An estimated 100,000 people in the U.S. are living with the progressive, genetic eye disease retinitis pigmentosa (RP). RP is primarily caused by mutations (variations) in a gene inherited from one or both parents. The altered gene gives the wrong instructions to the eyes’ photoreceptor cells, telling them to make an incorrect protein or the wrong amount of protein. This imbalance causes the cells to malfunction. Mutations in dozens of genes have been associated with RP.

Genetic mutations can be passed from parent to child through one of three genetic inheritance patterns: autosomal recessive, autosomal dominant, or X-linked.
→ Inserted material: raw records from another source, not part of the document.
//! End-to-end reporter runs against a scripted monitoring backend

mod mocks;

use fleetmon::{ReporterBuilder, ReporterError};
use fleetmon_config::{ConfigurableValue, CredentialSettings, InstanceEntry, RosterSettings, Settings};
use fleetmon_types::{CollectError, MetricKind};
use mocks::MockMonitorClient;
use std::sync::Arc;

fn test_settings() -> Settings {
	let mut settings = Settings {
		credentials: CredentialSettings {
			access_key_id: ConfigurableValue::from_plain("test-id"),
			access_key_secret: ConfigurableValue::from_plain("test-secret"),
		},
		..Settings::default()
	};
	settings.environments.insert(
		"UAT".to_string(),
		RosterSettings {
			web: vec![InstanceEntry {
				id: "i-web-1".to_string(),
				name: "UAT-WEB-1".to_string(),
			}],
			app: vec![InstanceEntry {
				id: "i-app-1".to_string(),
				name: "UAT-APP-1".to_string(),
			}],
			database: vec![InstanceEntry {
				id: "rm-db-1".to_string(),
				name: "UAT-RDS".to_string(),
			}],
		},
	);
	settings
}

#[tokio::test]
async fn run_collects_every_environment_and_assembles_the_report() {
	let client = Arc::new(
		MockMonitorClient::new()
			.with_value("i-web-1", "CPUUtilization", 12.0)
			.with_value("i-app-1", "CPUUtilization", 91.0)
			.with_value("rm-db-1", "CpuUsage", 33.0),
	);

	let output = ReporterBuilder::new()
		.with_settings(test_settings())
		.with_client(client.clone())
		.run(Some(15))
		.await
		.unwrap();

	assert_eq!(output.window.number, 15);
	assert_eq!(output.window.length_days(), 14);

	let environment = &output.data["UAT"];
	assert_eq!(environment.servers.len(), 2);
	assert_eq!(environment.database.len(), 1);

	let app_cpu = &environment.servers["UAT-APP-1"][&MetricKind::Cpu];
	assert_eq!(app_cpu.summary.average, 91.0);
	assert!(!app_cpu.anomalies.is_empty());

	let db_cpu = &environment.database["UAT-RDS"][&MetricKind::Cpu];
	assert_eq!(db_cpu.summary.average, 33.0);

	assert_eq!(
		output.report.file_name,
		"Sprint15_Cloud_Resources_Utilization_Report.md"
	);
	assert!(output.report.markdown.contains("## Sprint 15"));
	assert!(output.report.markdown.contains("UAT-APP-1"));
}

#[tokio::test]
async fn every_cell_is_fetched_in_chunks_with_the_configured_period() {
	let client = Arc::new(MockMonitorClient::new());

	ReporterBuilder::new()
		.with_settings(test_settings())
		.with_client(client.clone())
		.run(Some(15))
		.await
		.unwrap();

	let queries = client.recorded_queries();

	// 3 instances x 2 metrics, each over a 14-day window in 3-day chunks
	assert_eq!(queries.len(), 6 * 5);

	for query in &queries {
		assert_eq!(query.period, "7200");
		assert!(query.start_ms < query.end_ms);
		assert!(query.dimensions().contains("instanceId"));
	}

	// Database cells query the database namespace, server cells the ECS one
	assert!(queries
		.iter()
		.filter(|q| q.instance_id == "rm-db-1")
		.all(|q| q.namespace == "acs_rds_dashboard"));
	assert!(queries
		.iter()
		.filter(|q| q.instance_id.starts_with("i-"))
		.all(|q| q.namespace == "acs_ecs_dashboard"));
}

#[tokio::test]
async fn failing_cell_fails_the_whole_run() {
	let client = Arc::new(MockMonitorClient::new().with_failing_cell("i-app-1", "CPUUtilization"));

	let result = ReporterBuilder::new()
		.with_settings(test_settings())
		.with_client(client)
		.run(Some(15))
		.await;

	match result {
		Err(ReporterError::Collect(CollectError::Fetch { instance, metric, .. })) => {
			assert_eq!(instance, "UAT-APP-1");
			assert_eq!(metric, "CPUUtilization");
		},
		Err(other) => panic!("unexpected error: {}", other),
		Ok(_) => panic!("run should have failed"),
	}
}

#[tokio::test]
async fn run_rejects_settings_without_environments() {
	let mut settings = test_settings();
	settings.environments.clear();

	let result = ReporterBuilder::new()
		.with_settings(settings)
		.with_client(Arc::new(MockMonitorClient::new()))
		.run(Some(15))
		.await;

	assert!(matches!(result, Err(ReporterError::Settings(_))));
}

#[tokio::test]
async fn report_and_charts_land_on_disk() {
	let dir = tempfile::tempdir().unwrap();

	let output = ReporterBuilder::new()
		.with_settings(test_settings())
		.with_client(Arc::new(MockMonitorClient::new()))
		.run(Some(15))
		.await
		.unwrap();

	let path = output.report.write_to(dir.path()).unwrap();
	assert!(path.exists());

	let charts_dir = dir.path().join("charts");
	assert!(charts_dir.join("uat_servers_cpu_chart.svg").exists());
	assert!(charts_dir.join("uat_database_memory_chart.svg").exists());
}
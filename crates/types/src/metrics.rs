//! Metric series, summaries and the nested collection result

use chrono::{DateTime, Utc};
use serde::{Deserialize, Serialize};
use std::collections::BTreeMap;

/// Utilization percentage above which a sample counts as an anomaly.
///
/// Applied uniformly to every metric kind; per-metric thresholds are a known
/// limitation of the current report format.
pub const ANOMALY_THRESHOLD: f64 = 80.0;

/// A single timestamped observation of a utilization metric.
#[derive(Debug, Clone, Copy, PartialEq, Serialize, Deserialize)]
pub struct Sample {
	/// When the observation was taken
	pub timestamp: DateTime<Utc>,
	/// Observed value, in the unit of the owning series
	pub value: f64,
}

impl Sample {
	pub fn new(timestamp: DateTime<Utc>, value: f64) -> Self {
		Self { timestamp, value }
	}
}

/// Ordered sequence of samples for one (instance, metric kind) pair.
///
/// Timestamps are non-decreasing in fetch order. Duplicates across chunk
/// boundaries are kept as-is; downstream aggregation treats them as
/// independent observations.
#[derive(Debug, Clone, PartialEq, Serialize, Deserialize)]
pub struct MetricSeries {
	pub samples: Vec<Sample>,
	/// Unit label, e.g. "%"
	pub unit: String,
}

impl MetricSeries {
	/// Create an empty series with the given unit label
	pub fn new(unit: impl Into<String>) -> Self {
		Self {
			samples: Vec::new(),
			unit: unit.into(),
		}
	}

	pub fn is_empty(&self) -> bool {
		self.samples.is_empty()
	}

	pub fn len(&self) -> usize {
		self.samples.len()
	}
}

/// Statistical summary over a full series.
///
/// All three fields are zero for an empty series. That default is deliberate
/// and is not a sentinel for "fetch failed" - fetch failures surface as
/// errors, never as empty summaries.
#[derive(Debug, Clone, Copy, PartialEq, Default, Serialize, Deserialize)]
pub struct MetricSummary {
	pub average: f64,
	pub max: f64,
	pub min: f64,
}

/// The metric kinds tracked per instance
#[derive(
	Debug, Clone, Copy, Serialize, Deserialize, PartialEq, Eq, Hash, PartialOrd, Ord,
)]
#[serde(rename_all = "lowercase")]
pub enum MetricKind {
	/// CPU utilization percentage
	Cpu,
	/// Memory utilization percentage
	Memory,
}

impl MetricKind {
	/// Get string representation
	pub fn as_str(&self) -> &'static str {
		match self {
			MetricKind::Cpu => "cpu",
			MetricKind::Memory => "memory",
		}
	}

	/// Uppercase label used in report headings
	pub fn label(&self) -> &'static str {
		match self {
			MetricKind::Cpu => "CPU",
			MetricKind::Memory => "MEMORY",
		}
	}
}

impl std::str::FromStr for MetricKind {
	type Err = String;

	fn from_str(s: &str) -> Result<Self, Self::Err> {
		match s {
			"cpu" => Ok(MetricKind::Cpu),
			"memory" => Ok(MetricKind::Memory),
			other => Err(format!("unknown metric kind '{}'", other)),
		}
	}
}

impl std::fmt::Display for MetricKind {
	fn fmt(&self, f: &mut std::fmt::Formatter<'_>) -> std::fmt::Result {
		write!(f, "{}", self.as_str())
	}
}

/// The kind of monitored target, selecting which metric-definition table
/// applies (virtual machines and managed databases use different namespaces).
#[derive(Debug, Clone, Copy, Serialize, Deserialize, PartialEq, Eq)]
#[serde(rename_all = "lowercase")]
pub enum TargetKind {
	/// Web/app virtual machines
	Server,
	/// Managed database instances
	Database,
}

impl TargetKind {
	pub fn as_str(&self) -> &'static str {
		match self {
			TargetKind::Server => "servers",
			TargetKind::Database => "database",
		}
	}
}

impl std::fmt::Display for TargetKind {
	fn fmt(&self, f: &mut std::fmt::Formatter<'_>) -> std::fmt::Result {
		write!(f, "{}", self.as_str())
	}
}

/// How to query one metric from the monitoring API
#[derive(Debug, Clone, PartialEq, Serialize, Deserialize)]
pub struct MetricDefinition {
	/// API namespace, e.g. "acs_ecs_dashboard"
	pub namespace: String,
	/// Metric name within the namespace, e.g. "CPUUtilization"
	pub metric_name: String,
	/// Unit label attached to the resulting series
	pub unit: String,
}

impl MetricDefinition {
	pub fn new(
		namespace: impl Into<String>,
		metric_name: impl Into<String>,
		unit: impl Into<String>,
	) -> Self {
		Self {
			namespace: namespace.into(),
			metric_name: metric_name.into(),
			unit: unit.into(),
		}
	}
}

/// One fully collected cell: the raw series plus its derived statistics.
#[derive(Debug, Clone, PartialEq, Serialize, Deserialize)]
pub struct MetricReport {
	pub series: MetricSeries,
	pub summary: MetricSummary,
	/// Samples exceeding [`ANOMALY_THRESHOLD`], in source order
	pub anomalies: Vec<Sample>,
	pub unit: String,
}

/// All collected metrics for one instance, keyed by metric kind.
pub type InstanceReport = BTreeMap<MetricKind, MetricReport>;

/// Collected metrics for a roster, keyed by instance display name.
///
/// BTreeMap keys make iteration order deterministic regardless of the order
/// in which cells completed.
pub type CollectionResult = BTreeMap<String, InstanceReport>;

/// Collected metrics for one environment, split by target kind.
#[derive(Debug, Clone, Default, PartialEq, Serialize, Deserialize)]
pub struct EnvironmentReport {
	pub servers: CollectionResult,
	pub database: CollectionResult,
}

/// The report assembler's input: every environment's collected metrics,
/// keyed identically across environments for uniform rendering.
pub type ReportData = BTreeMap<String, EnvironmentReport>;
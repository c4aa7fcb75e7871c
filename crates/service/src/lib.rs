//! fleetmon service
//!
//! Domain logic between the API client and the report assembler: mapping
//! dates to sprint windows, reducing raw series to summaries and anomalies,
//! and fanning collection out across an instance roster.

pub mod aggregator;
pub mod calendar;
pub mod collector;

pub use aggregator::aggregate;
pub use calendar::SprintCalendar;
pub use collector::CollectorService;
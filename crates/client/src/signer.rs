//! RPC request signing (HMAC-SHA1 over the canonical query string)

use base64::{engine::general_purpose::STANDARD, Engine as _};
use fleetmon_types::{ClientError, ClientResult};
use hmac::{Hmac, Mac};
use percent_encoding::{utf8_percent_encode, AsciiSet, NON_ALPHANUMERIC};
use sha1::Sha1;
use std::collections::BTreeMap;

type HmacSha1 = Hmac<Sha1>;

// RFC 3986 unreserved characters stay literal; everything else is escaped.
const ENCODE_SET: &AsciiSet = &NON_ALPHANUMERIC
	.remove(b'-')
	.remove(b'_')
	.remove(b'.')
	.remove(b'~');

/// Percent-encode a query component per the API's canonicalization rules
pub fn percent_encode(input: &str) -> String {
	utf8_percent_encode(input, ENCODE_SET).to_string()
}

/// Compute the request signature over the sorted query parameters.
///
/// The canonical string is `METHOD&%2F&<encoded sorted query>`; the key is
/// the access key secret with a trailing `&`. The BTreeMap argument supplies
/// the lexicographic parameter ordering the signature requires.
pub fn sign_request(
	method: &str,
	params: &BTreeMap<String, String>,
	access_key_secret: &str,
) -> ClientResult<String> {
	let canonical = params
		.iter()
		.map(|(k, v)| format!("{}={}", percent_encode(k), percent_encode(v)))
		.collect::<Vec<_>>()
		.join("&");

	let string_to_sign = format!("{}&{}&{}", method, percent_encode("/"), percent_encode(&canonical));

	let key = format!("{}&", access_key_secret);
	let mut mac = HmacSha1::new_from_slice(key.as_bytes())
		.map_err(|e| ClientError::Signing(e.to_string()))?;
	mac.update(string_to_sign.as_bytes());

	Ok(STANDARD.encode(mac.finalize().into_bytes()))
}
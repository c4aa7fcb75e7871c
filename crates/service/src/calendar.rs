//! Sprint calendar
//!
//! Every sprint window is derived arithmetically from a single reference
//! anchor (a known sprint number and its start date). Nothing is persisted,
//! so two runs with the same configuration always agree on the mapping.

use chrono::{Duration, NaiveDate, NaiveTime, TimeZone, Utc};
use fleetmon_types::SprintWindow;

/// Maps dates and sprint numbers to sprint windows.
#[derive(Debug, Clone)]
pub struct SprintCalendar {
	reference_number: i64,
	reference_start: NaiveDate,
	length_days: i64,
}

impl SprintCalendar {
	/// Create a calendar anchored at `reference_start` being day one of
	/// sprint `reference_number`. Lengths below one day are clamped.
	pub fn new(reference_number: i64, reference_start: NaiveDate, length_days: i64) -> Self {
		Self {
			reference_number,
			reference_start,
			length_days: length_days.max(1),
		}
	}

	/// The window containing the given date.
	///
	/// Floor division keeps dates before the anchor well-defined: they map to
	/// earlier (possibly non-positive) sprint numbers rather than rounding
	/// toward the anchor from both sides.
	pub fn window_for_date(&self, date: NaiveDate) -> SprintWindow {
		let elapsed_days = (date - self.reference_start).num_days();
		self.window_at_offset(elapsed_days.div_euclid(self.length_days))
	}

	/// The window of an explicitly numbered sprint
	pub fn window_for_sprint(&self, number: i64) -> SprintWindow {
		self.window_at_offset(number - self.reference_number)
	}

	/// Resolve the reporting window: an explicit sprint number wins,
	/// otherwise the sprint containing `today`
	pub fn window(&self, today: NaiveDate, sprint_override: Option<i64>) -> SprintWindow {
		match sprint_override {
			Some(number) => self.window_for_sprint(number),
			None => self.window_for_date(today),
		}
	}

	fn window_at_offset(&self, offset: i64) -> SprintWindow {
		let start_date = self.reference_start + Duration::days(offset * self.length_days);
		let end_date = start_date + Duration::days(self.length_days - 1);

		let start = Utc.from_utc_datetime(&start_date.and_time(NaiveTime::MIN));
		let end_time = NaiveTime::from_hms_micro_opt(23, 59, 59, 999_999)
			.unwrap_or(NaiveTime::MIN);
		let end = Utc.from_utc_datetime(&end_date.and_time(end_time));

		SprintWindow {
			number: self.reference_number + offset,
			start,
			end,
		}
	}
}
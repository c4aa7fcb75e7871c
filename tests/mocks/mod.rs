//! Shared mock monitoring client for integration tests

use async_trait::async_trait;
use fleetmon_client::{Datapoint, MetricQuery, MonitorClient};
use fleetmon_types::{ClientError, ClientResult};
use std::collections::HashMap;
use std::sync::Mutex;

/// Scripted monitoring backend.
///
/// Answers each query with one datapoint whose value is looked up by
/// (instance id, metric name); unknown cells get a neutral default. One cell
/// may be marked as failing. All queries are recorded for assertions.
pub struct MockMonitorClient {
	values: HashMap<(String, String), f64>,
	failing: Option<(String, String)>,
	queries: Mutex<Vec<MetricQuery>>,
}

impl MockMonitorClient {
	pub fn new() -> Self {
		Self {
			values: HashMap::new(),
			failing: None,
			queries: Mutex::new(Vec::new()),
		}
	}

	pub fn with_value(mut self, instance_id: &str, metric_name: &str, value: f64) -> Self {
		self.values
			.insert((instance_id.to_string(), metric_name.to_string()), value);
		self
	}

	pub fn with_failing_cell(mut self, instance_id: &str, metric_name: &str) -> Self {
		self.failing = Some((instance_id.to_string(), metric_name.to_string()));
		self
	}

	pub fn recorded_queries(&self) -> Vec<MetricQuery> {
		self.queries.lock().unwrap().clone()
	}
}

impl Default for MockMonitorClient {
	fn default() -> Self {
		Self::new()
	}
}

#[async_trait]
impl MonitorClient for MockMonitorClient {
	async fn describe_metric_list(&self, query: &MetricQuery) -> ClientResult<Vec<Datapoint>> {
		self.queries.lock().unwrap().push(query.clone());

		let key = (query.instance_id.clone(), query.metric_name.clone());
		if self.failing.as_ref() == Some(&key) {
			return Err(ClientError::Api {
				code: "InternalError".to_string(),
				message: "scripted failure".to_string(),
			});
		}

		let value = self.values.get(&key).copied().unwrap_or(42.0);
		Ok(vec![Datapoint::with_average(query.start_ms, value)])
	}
}
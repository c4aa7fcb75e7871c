//! Configuration loading utilities

use crate::Settings;
use config::{Config, ConfigError, Environment, File};

/// Load configuration from a config file plus `FLEETMON_*` environment
/// overrides.
///
/// With no explicit path the default `config/config.*` file is optional and
/// built-in defaults apply; an explicitly requested file must exist.
pub fn load_config(path: Option<&str>) -> Result<Settings, ConfigError> {
	let builder = match path {
		Some(path) => Config::builder().add_source(File::with_name(path)),
		None => Config::builder().add_source(File::with_name("config/config").required(false)),
	};

	let s = builder
		.add_source(
			Environment::with_prefix("FLEETMON")
				.separator("__")
				.try_parsing(true),
		)
		.build()?;

	s.try_deserialize()
}

#[cfg(test)]
mod tests {
	use super::*;

	#[test]
	fn missing_default_file_falls_back_to_defaults() {
		let settings = load_config(None).expect("defaults should load");
		assert_eq!(settings.fetch.chunk_days, 3);
		assert_eq!(settings.fetch.period, "7200");
	}

	#[test]
	fn missing_explicit_file_is_an_error() {
		assert!(load_config(Some("definitely/not/a/config")).is_err());
	}
}
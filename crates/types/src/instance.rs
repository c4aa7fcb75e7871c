//! Monitored instance identity

use serde::{Deserialize, Serialize};

/// A monitored instance from the static roster.
///
/// Pure configuration, never derived data: the id is the opaque identifier
/// the monitoring API filters on and the name is what the report shows.
#[derive(Debug, Clone, PartialEq, Eq, Serialize, Deserialize)]
pub struct Instance {
	/// Opaque instance identifier, e.g. "i-2zeabc..." or "rm-uf6abc..."
	pub id: String,
	/// Human-readable display name, e.g. "UAT-WEB-1"
	pub name: String,
}

impl Instance {
	pub fn new(id: impl Into<String>, name: impl Into<String>) -> Self {
		Self {
			id: id.into(),
			name: name.into(),
		}
	}
}

impl std::fmt::Display for Instance {
	fn fmt(&self, f: &mut std::fmt::Formatter<'_>) -> std::fmt::Result {
		write!(f, "{} ({})", self.name, self.id)
	}
}
// Copyright 2025 Amiable
// SPDX-License-Identifier: MIT

use thiserror::Error;

/// MIDI port errors
///
/// These are fatal: the daemon surfaces them to the user and exits nonzero.
/// Malformed *messages* are not errors (the decoder drops them silently).
#[derive(Debug, Error)]
pub enum PortError {
    #[error("MIDI initialization failed: {0}")]
    Init(String),

    #[error("MIDI port not found: {0}")]
    NotFound(String),

    #[error("MIDI connection failed: {0}")]
    ConnectionFailed(String),

    #[error("MIDI send failed on {port}: {message}")]
    SendFailed { port: String, message: String },

    #[error("MIDI input disconnected: {0}")]
    Disconnected(String),
}

/// Configuration and palette file errors
#[derive(Debug, Error)]
pub enum ConfigError {
    #[error("IO error: {0}")]
    Io(#[from] std::io::Error),

    #[error("Parse error: {0}")]
    Parse(#[from] toml::de::Error),

    #[error("Invalid color code: {0}")]
    InvalidColor(String),

    #[error("Palette file truncated: color {0} has no name line")]
    TruncatedPalette(String),

    #[error("Unknown color name: {0}")]
    UnknownColor(String),

    #[error("Unknown scale: {0}")]
    UnknownScale(String),

    #[error("Unknown note name: {0}")]
    UnknownNote(String),

    #[error("Unknown instrument profile: {0}")]
    UnknownProfile(String),

    #[error("Validation error: {0}")]
    Validation(String),
}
In autosomal recessive RP, both parents carry one mutated gene and one normal gene, and have no symptoms themselves. In these cases the parents are called unaffected carriers. Each of their children has a 25% chance of being affected from the inheritance of a mutated gene copy from each parent. If the child only inherits a mutated gene from one parent, they will in turn be an unaffected carrier.

In autosomal dominant RP, only one parent is usually affected and is the only parent with a mutated copy of the gene. A child has a 50% chance of being affected by inheriting the mutated gene. It’s unclear what role the genes of the unaffected parent play in the inheritance of the disease.

In X-linked RP, the mutated gene is located on the X chromosome. Females have two X chromosomes and can carry the disease gene on one X chromosome. 

Since they have a healthy version of the gene on their other X chromosome, women who are carriers are less commonly affected. As males have only one X chromosome, they are more genetically vulnerable to X-linked diseases. 

Women who carry the X-linked gene mutation have a 50% chance of passing that mutation to their daughters, who in turn become carriers, as well as a 50% chance of passing the mutation to their sons, who are likely to be directly affected by the condition. Men pass their Y chromosome to their sons, so won’t pass an X-linked disease to a male child.

Once a family member is diagnosed with RP, it is often recommended that other family members have their eyes examined by a specialist trained to identify and treat degenerative retinal disorders. 

Occasionally, RP can result from other genetic conditions, medication side effects, infections, or eye injuries, but these occasions are exceedingly rare.